Problem statement:
Retype all of the entries word for word.

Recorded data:
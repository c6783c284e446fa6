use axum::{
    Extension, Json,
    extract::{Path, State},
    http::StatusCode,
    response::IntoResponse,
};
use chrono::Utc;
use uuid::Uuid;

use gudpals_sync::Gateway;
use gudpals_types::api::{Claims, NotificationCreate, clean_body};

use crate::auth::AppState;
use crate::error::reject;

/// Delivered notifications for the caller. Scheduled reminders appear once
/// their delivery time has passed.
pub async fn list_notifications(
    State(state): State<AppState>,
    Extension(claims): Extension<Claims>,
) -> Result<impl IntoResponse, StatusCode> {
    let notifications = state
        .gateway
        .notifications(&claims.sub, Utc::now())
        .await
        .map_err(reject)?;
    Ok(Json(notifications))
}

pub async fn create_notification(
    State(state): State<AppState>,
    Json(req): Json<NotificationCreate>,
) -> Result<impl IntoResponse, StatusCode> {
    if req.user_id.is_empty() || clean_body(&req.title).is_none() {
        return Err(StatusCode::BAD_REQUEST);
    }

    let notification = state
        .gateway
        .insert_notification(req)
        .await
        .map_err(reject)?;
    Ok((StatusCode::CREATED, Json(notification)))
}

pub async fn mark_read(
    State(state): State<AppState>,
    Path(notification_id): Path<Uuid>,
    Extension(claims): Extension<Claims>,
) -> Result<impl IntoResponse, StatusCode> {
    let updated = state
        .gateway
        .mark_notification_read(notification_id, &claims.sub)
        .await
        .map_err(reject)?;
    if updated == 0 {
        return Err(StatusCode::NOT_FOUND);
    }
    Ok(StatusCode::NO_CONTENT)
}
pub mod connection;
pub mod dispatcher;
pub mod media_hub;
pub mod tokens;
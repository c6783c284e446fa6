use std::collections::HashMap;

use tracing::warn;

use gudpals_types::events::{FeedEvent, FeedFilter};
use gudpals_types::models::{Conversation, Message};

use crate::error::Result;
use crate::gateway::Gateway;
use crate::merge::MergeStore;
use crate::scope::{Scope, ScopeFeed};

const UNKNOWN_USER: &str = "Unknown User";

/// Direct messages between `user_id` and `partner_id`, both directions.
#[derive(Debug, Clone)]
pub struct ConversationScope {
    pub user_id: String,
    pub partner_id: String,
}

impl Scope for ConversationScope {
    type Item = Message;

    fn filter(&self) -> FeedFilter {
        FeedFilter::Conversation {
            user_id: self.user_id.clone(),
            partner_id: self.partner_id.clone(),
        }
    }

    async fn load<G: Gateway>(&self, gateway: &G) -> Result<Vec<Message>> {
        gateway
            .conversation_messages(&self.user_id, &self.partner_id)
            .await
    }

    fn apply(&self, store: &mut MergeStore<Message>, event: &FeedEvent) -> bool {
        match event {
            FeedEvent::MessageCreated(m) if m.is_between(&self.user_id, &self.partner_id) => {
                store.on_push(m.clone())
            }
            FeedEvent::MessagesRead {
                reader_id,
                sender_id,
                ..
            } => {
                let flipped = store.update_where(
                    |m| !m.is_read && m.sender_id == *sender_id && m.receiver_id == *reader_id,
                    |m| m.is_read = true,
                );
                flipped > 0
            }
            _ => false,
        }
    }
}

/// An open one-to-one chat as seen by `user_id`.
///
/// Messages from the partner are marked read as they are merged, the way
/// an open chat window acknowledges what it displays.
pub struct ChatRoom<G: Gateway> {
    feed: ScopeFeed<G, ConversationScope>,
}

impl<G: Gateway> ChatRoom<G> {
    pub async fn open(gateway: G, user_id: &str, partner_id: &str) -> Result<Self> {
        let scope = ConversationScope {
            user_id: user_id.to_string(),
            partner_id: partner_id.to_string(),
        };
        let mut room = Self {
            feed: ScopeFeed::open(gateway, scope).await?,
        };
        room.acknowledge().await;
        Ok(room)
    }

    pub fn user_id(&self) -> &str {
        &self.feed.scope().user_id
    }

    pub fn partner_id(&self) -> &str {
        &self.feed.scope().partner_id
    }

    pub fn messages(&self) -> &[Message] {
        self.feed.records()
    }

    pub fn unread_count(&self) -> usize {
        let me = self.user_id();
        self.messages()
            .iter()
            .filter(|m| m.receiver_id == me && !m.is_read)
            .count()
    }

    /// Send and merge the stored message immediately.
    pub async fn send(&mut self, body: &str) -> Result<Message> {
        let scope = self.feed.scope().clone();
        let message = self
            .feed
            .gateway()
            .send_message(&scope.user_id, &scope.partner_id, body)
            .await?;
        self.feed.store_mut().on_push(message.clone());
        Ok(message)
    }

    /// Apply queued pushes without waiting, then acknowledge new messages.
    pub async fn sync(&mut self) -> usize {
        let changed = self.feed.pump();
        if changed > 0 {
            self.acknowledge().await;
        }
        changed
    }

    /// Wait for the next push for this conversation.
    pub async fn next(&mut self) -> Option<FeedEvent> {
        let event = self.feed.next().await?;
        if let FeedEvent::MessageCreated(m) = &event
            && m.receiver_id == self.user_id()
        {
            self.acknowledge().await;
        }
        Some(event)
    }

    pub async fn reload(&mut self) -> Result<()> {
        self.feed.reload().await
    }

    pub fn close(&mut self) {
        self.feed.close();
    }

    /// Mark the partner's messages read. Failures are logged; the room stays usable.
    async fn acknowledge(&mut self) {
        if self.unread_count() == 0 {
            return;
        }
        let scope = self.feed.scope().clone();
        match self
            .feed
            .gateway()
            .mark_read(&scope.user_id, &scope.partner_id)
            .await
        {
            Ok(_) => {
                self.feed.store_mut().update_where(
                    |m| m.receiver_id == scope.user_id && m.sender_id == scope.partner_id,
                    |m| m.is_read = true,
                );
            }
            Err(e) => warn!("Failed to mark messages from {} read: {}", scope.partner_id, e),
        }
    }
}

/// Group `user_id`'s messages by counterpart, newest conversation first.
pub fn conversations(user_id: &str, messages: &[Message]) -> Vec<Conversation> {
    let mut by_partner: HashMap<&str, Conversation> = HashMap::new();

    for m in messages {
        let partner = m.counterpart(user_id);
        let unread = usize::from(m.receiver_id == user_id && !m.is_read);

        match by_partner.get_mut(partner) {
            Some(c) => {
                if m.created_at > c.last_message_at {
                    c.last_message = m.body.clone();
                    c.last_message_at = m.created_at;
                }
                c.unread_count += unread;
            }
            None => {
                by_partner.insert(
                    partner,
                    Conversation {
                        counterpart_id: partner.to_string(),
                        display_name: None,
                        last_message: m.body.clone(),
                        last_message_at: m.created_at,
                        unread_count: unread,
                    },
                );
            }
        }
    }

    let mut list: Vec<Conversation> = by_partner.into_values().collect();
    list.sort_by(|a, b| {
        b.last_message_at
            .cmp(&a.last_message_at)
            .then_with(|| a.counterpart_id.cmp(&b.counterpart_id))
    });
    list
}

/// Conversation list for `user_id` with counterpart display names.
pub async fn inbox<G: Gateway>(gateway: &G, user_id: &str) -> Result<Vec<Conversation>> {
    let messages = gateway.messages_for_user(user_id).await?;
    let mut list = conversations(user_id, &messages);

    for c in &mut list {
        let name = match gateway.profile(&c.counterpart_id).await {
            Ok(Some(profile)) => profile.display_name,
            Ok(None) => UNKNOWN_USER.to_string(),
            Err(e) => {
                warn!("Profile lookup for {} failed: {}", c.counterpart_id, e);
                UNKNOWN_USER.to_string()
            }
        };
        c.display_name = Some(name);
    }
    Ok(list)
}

Result for this exercise:
repository c6783c284e446fa6
use axum::{
    Extension, Json,
    extract::{Path, State},
    http::StatusCode,
    response::IntoResponse,
};
use chrono::Utc;
use uuid::Uuid;

use gudpals_sync::Gateway;
use gudpals_types::api::{Claims, NotificationCreate, clean_body};

use crate::auth::AppState;
use crate::error::reject;

/// Delivered notifications for the caller. Scheduled reminders appear once
/// their delivery time has passed.
pub async fn list_notifications(
    State(state): State<AppState>,
    Extension(claims): Extension<Claims>,
) -> Result<impl IntoResponse, StatusCode> {
    let notifications = state
        .gateway
        .notifications(&claims.sub, Utc::now())
        .await
        .map_err(reject)?;
    Ok(Json(notifications))
}

pub async fn create_notification(
    State(state): State<AppState>,
    Json(req): Json<NotificationCreate>,
) -> Result<impl IntoResponse, StatusCode> {
    if req.user_id.is_empty() || clean_body(&req.title).is_none() {
        return Err(StatusCode::BAD_REQUEST);
    }

    let notification = state
        .gateway
        .insert_notification(req)
        .await
        .map_err(reject)?;
    Ok((StatusCode::CREATED, Json(notification)))
}

pub async fn mark_read(
    State(state): State<AppState>,
    Path(notification_id): Path<Uuid>,
    Extension(claims): Extension<Claims>,
) -> Result<impl IntoResponse, StatusCode> {
    let updated = state
        .gateway
        .mark_notification_read(notification_id, &claims.sub)
        .await
        .map_err(reject)?;
    if updated == 0 {
        return Err(StatusCode::NOT_FOUND);
    }
    Ok(StatusCode::NO_CONTENT)
}
pub mod connection;
pub mod dispatcher;
pub mod media_hub;
pub mod tokens;
repository c6783c284e446fa6
use std::collections::HashMap;

use tracing::warn;

use gudpals_types::events::{FeedEvent, FeedFilter};
use gudpals_types::models::{Conversation, Message};

use crate::error::Result;
use crate::gateway::Gateway;
use crate::merge::MergeStore;
use crate::scope::{Scope, ScopeFeed};

const UNKNOWN_USER: &str = "Unknown User";

/// Direct messages between `user_id` and `partner_id`, both directions.
#[derive(Debug, Clone)]
pub struct ConversationScope {
    pub user_id: String,
    pub partner_id: String,
}

impl Scope for ConversationScope {
    type Item = Message;

    fn filter(&self) -> FeedFilter {
        FeedFilter::Conversation {
            user_id: self.user_id.clone(),
            partner_id: self.partner_id.clone(),
        }
    }

    async fn load<G: Gateway>(&self, gateway: &G) -> Result<Vec<Message>> {
        gateway
            .conversation_messages(&self.user_id, &self.partner_id)
            .await
    }

    fn apply(&self, store: &mut MergeStore<Message>, event: &FeedEvent) -> bool {
        match event {
            FeedEvent::MessageCreated(m) if m.is_between(&self.user_id, &self.partner_id) => {
                store.on_push(m.clone())
            }
            FeedEvent::MessagesRead {
                reader_id,
                sender_id,
                ..
            } => {
                let flipped = store.update_where(
                    |m| !m.is_read && m.sender_id == *sender_id && m.receiver_id == *reader_id,
                    |m| m.is_read = true,
                );
                flipped > 0
            }
            _ => false,
        }
    }
}

/// An open one-to-one chat as seen by `user_id`.
///
/// Messages from the partner are marked read as they are merged, the way
/// an open chat window acknowledges what it displays.
pub struct ChatRoom<G: Gateway> {
    feed: ScopeFeed<G, ConversationScope>,
}

impl<G: Gateway> ChatRoom<G> {
    pub async fn open(gateway: G, user_id: &str, partner_id: &str) -> Result<Self> {
        let scope = ConversationScope {
            user_id: user_id.to_string(),
            partner_id: partner_id.to_string(),
        };
        let mut room = Self {
            feed: ScopeFeed::open(gateway, scope).await?,
        };
        room.acknowledge().await;
        Ok(room)
    }

    pub fn user_id(&self) -> &str {
        &self.feed.scope().user_id
    }

    pub fn partner_id(&self) -> &str {
        &self.feed.scope().partner_id
    }

    pub fn messages(&self) -> &[Message] {
        self.feed.records()
    }

    pub fn unread_count(&self) -> usize {
        let me = self.user_id();
        self.messages()
            .iter()
            .filter(|m| m.receiver_id == me && !m.is_read)
            .count()
    }

    /// Send and merge the stored message immediately.
    pub async fn send(&mut self, body: &str) -> Result<Message> {
        let scope = self.feed.scope().clone();
        let message = self
            .feed
            .gateway()
            .send_message(&scope.user_id, &scope.partner_id, body)
            .await?;
        self.feed.store_mut().on_push(message.clone());
        Ok(message)
    }

    /// Apply queued pushes without waiting, then acknowledge new messages.
    pub async fn sync(&mut self) -> usize {
        let changed = self.feed.pump();
        if changed > 0 {
            self.acknowledge().await;
        }
        changed
    }

    /// Wait for the next push for this conversation.
    pub async fn next(&mut self) -> Option<FeedEvent> {
        let event = self.feed.next().await?;
        if let FeedEvent::MessageCreated(m) = &event
            && m.receiver_id == self.user_id()
        {
            self.acknowledge().await;
        }
        Some(event)
    }

    pub async fn reload(&mut self) -> Result<()> {
        self.feed.reload().await
    }

    pub fn close(&mut self) {
        self.feed.close();
    }

    /// Mark the partner's messages read. Failures are logged; the room stays usable.
    async fn acknowledge(&mut self) {
        if self.unread_count() == 0 {
            return;
        }
        let scope = self.feed.scope().clone();
        match self
            .feed
            .gateway()
            .mark_read(&scope.user_id, &scope.partner_id)
            .await
        {
            Ok(_) => {
                self.feed.store_mut().update_where(
                    |m| m.receiver_id == scope.user_id && m.sender_id == scope.partner_id,
                    |m| m.is_read = true,
                );
            }
            Err(e) => warn!("Failed to mark messages from {} read: {}", scope.partner_id, e),
        }
    }
}

/// Group `user_id`'s messages by counterpart, newest conversation first.
pub fn conversations(user_id: &str, messages: &[Message]) -> Vec<Conversation> {
    let mut by_partner: HashMap<&str, Conversation> = HashMap::new();

    for m in messages {
        let partner = m.counterpart(user_id);
        let unread = usize::from(m.receiver_id == user_id && !m.is_read);

        match by_partner.get_mut(partner) {
            Some(c) => {
                if m.created_at > c.last_message_at {
                    c.last_message = m.body.clone();
                    c.last_message_at = m.created_at;
                }
                c.unread_count += unread;
            }
            None => {
                by_partner.insert(
                    partner,
                    Conversation {
                        counterpart_id: partner.to_string(),
                        display_name: None,
                        last_message: m.body.clone(),
                        last_message_at: m.created_at,
                        unread_count: unread,
                    },
                );
            }
        }
    }

    let mut list: Vec<Conversation> = by_partner.into_values().collect();
    list.sort_by(|a, b| {
        b.last_message_at
            .cmp(&a.last_message_at)
            .then_with(|| a.counterpart_id.cmp(&b.counterpart_id))
    });
    list
}

/// Conversation list for `user_id` with counterpart display names.
pub async fn inbox<G: Gateway>(gateway: &G, user_id: &str) -> Result<Vec<Conversation>> {
    let messages = gateway.messages_for_user(user_id).await?;
    let mut list = conversations(user_id, &messages);

    for c in &mut list {
        let name = match gateway.profile(&c.counterpart_id).await {
            Ok(Some(profile)) => profile.display_name,
            Ok(None) => UNKNOWN_USER.to_string(),
            Err(e) => {
                warn!("Profile lookup for {} failed: {}", c.counterpart_id, e);
                UNKNOWN_USER.to_string()
            }
        };
        c.display_name = Some(name);
    }
    Ok(list)
}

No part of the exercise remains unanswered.